Watkins is a career officer with Australia’s Department of Foreign Affairs and Trade.
He previously served overseas at the Australian Embassy in Iraq and at the Australian High Commission in Nigeria. In Canberra, he has served as senior analyst at the Office of National Assessments.
“I think the Cook Islands was the reward,” he says with a laugh.
“Our first reaction was delight and second was to Google images how it looks and we realised it’s paradise – and that made it even more exciting.”
But Watkins is fully aware this is no holiday for him. As the first resident Australian High Commissioner, he is conscious of the challenges he has in elevating Australia’s relationship with the Cook Islands.
“I have been sent here with clear instructions to firstly listen to Cook Islands about how it sees the region and how it sees the challenges and opportunities that it faces but secondly to elevate the relationship,” says Watkins.
“There is huge community of Cook Islands in Australia, many thousands, and it’s very strong bonds of affection which makes it very special appointment for me to be sent here because we not new friends, we are old friends.”
At the centre of this relationship is the push for free trade in the region led by Australia.
The Pacific Agreement on Closer Economic Relations (Pacer Plus) is a trade and economic integration agreement that aims to “create jobs, raise standards of living and encourage sustainable economic development in the Pacific region”.
Watkins is pleased Prime Minister Henry Puna has committed to this agreement.
He says at the time of crisis like Covid-19, they need deals such as the Pacer Plus for quick recovery of the economy.
“At time of crisis, you got some countries putting up the wall but for a quick recovery for the region it’s going to be very important that we have free trade and Pacer Plus will help that.
“We have committed some money to help Cook Islands maintain its relationship in the region during the transit period, $8 million over four years and of course we really think it’s important that Cook Islands is part of that growing regional economy once we get through this crisis.”

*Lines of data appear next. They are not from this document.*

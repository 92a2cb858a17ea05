//! Configuration module for mipha.
//!
//! Handles connector configuration, environment variables, and settings.

mod connector;
mod settings;

pub use connector::{Connector, ConnectorError, Driver, IN_MEMORY};
pub use settings::{expand_env_vars, ConnectorSettings, Settings, SettingsError};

Watkins also says they are also aware of the Cook Islands’ developed status and the challenges it poses to the country.
“Australia understand the challenge of transitioning even in good times and this is difficult times.
“In the long term the whole region will need to work together to re-establish the links that we had to suspend and these links for Cook Islands is so important because of how important tourism is to your economy.”
For now, Watkins is ready to assist the country in whatever way possible during the coronavirus crisis.
He is based out of the New Zealand High Commission Office and is working closely with New Zealand because of their historic and constitutional link to the Cook Islands.
Watkins has thanked Cook Islanders for warmly welcoming them even in these challenging circumstances.
“Many people have told us they are frustrated they cannot hug, kiss, shake hands because it’s that sort of community here but we really look forward to the day we can go to the local church and hear the singing start again and that will be the sign that the Cook Islands is back on track.” – Rashneel Kumar
WHO IS HE?
Dr Watkins holds a Doctorate in Modern History and a Masters in Historical Research from the University of Oxford, United Kingdom; and a Bachelor of Arts (Honours) from the University of Melbourne. His partner Dr Penelope Witt studied music at Griffith University and the University of Tasmania, and Veterinary Science at the University of Melbourne.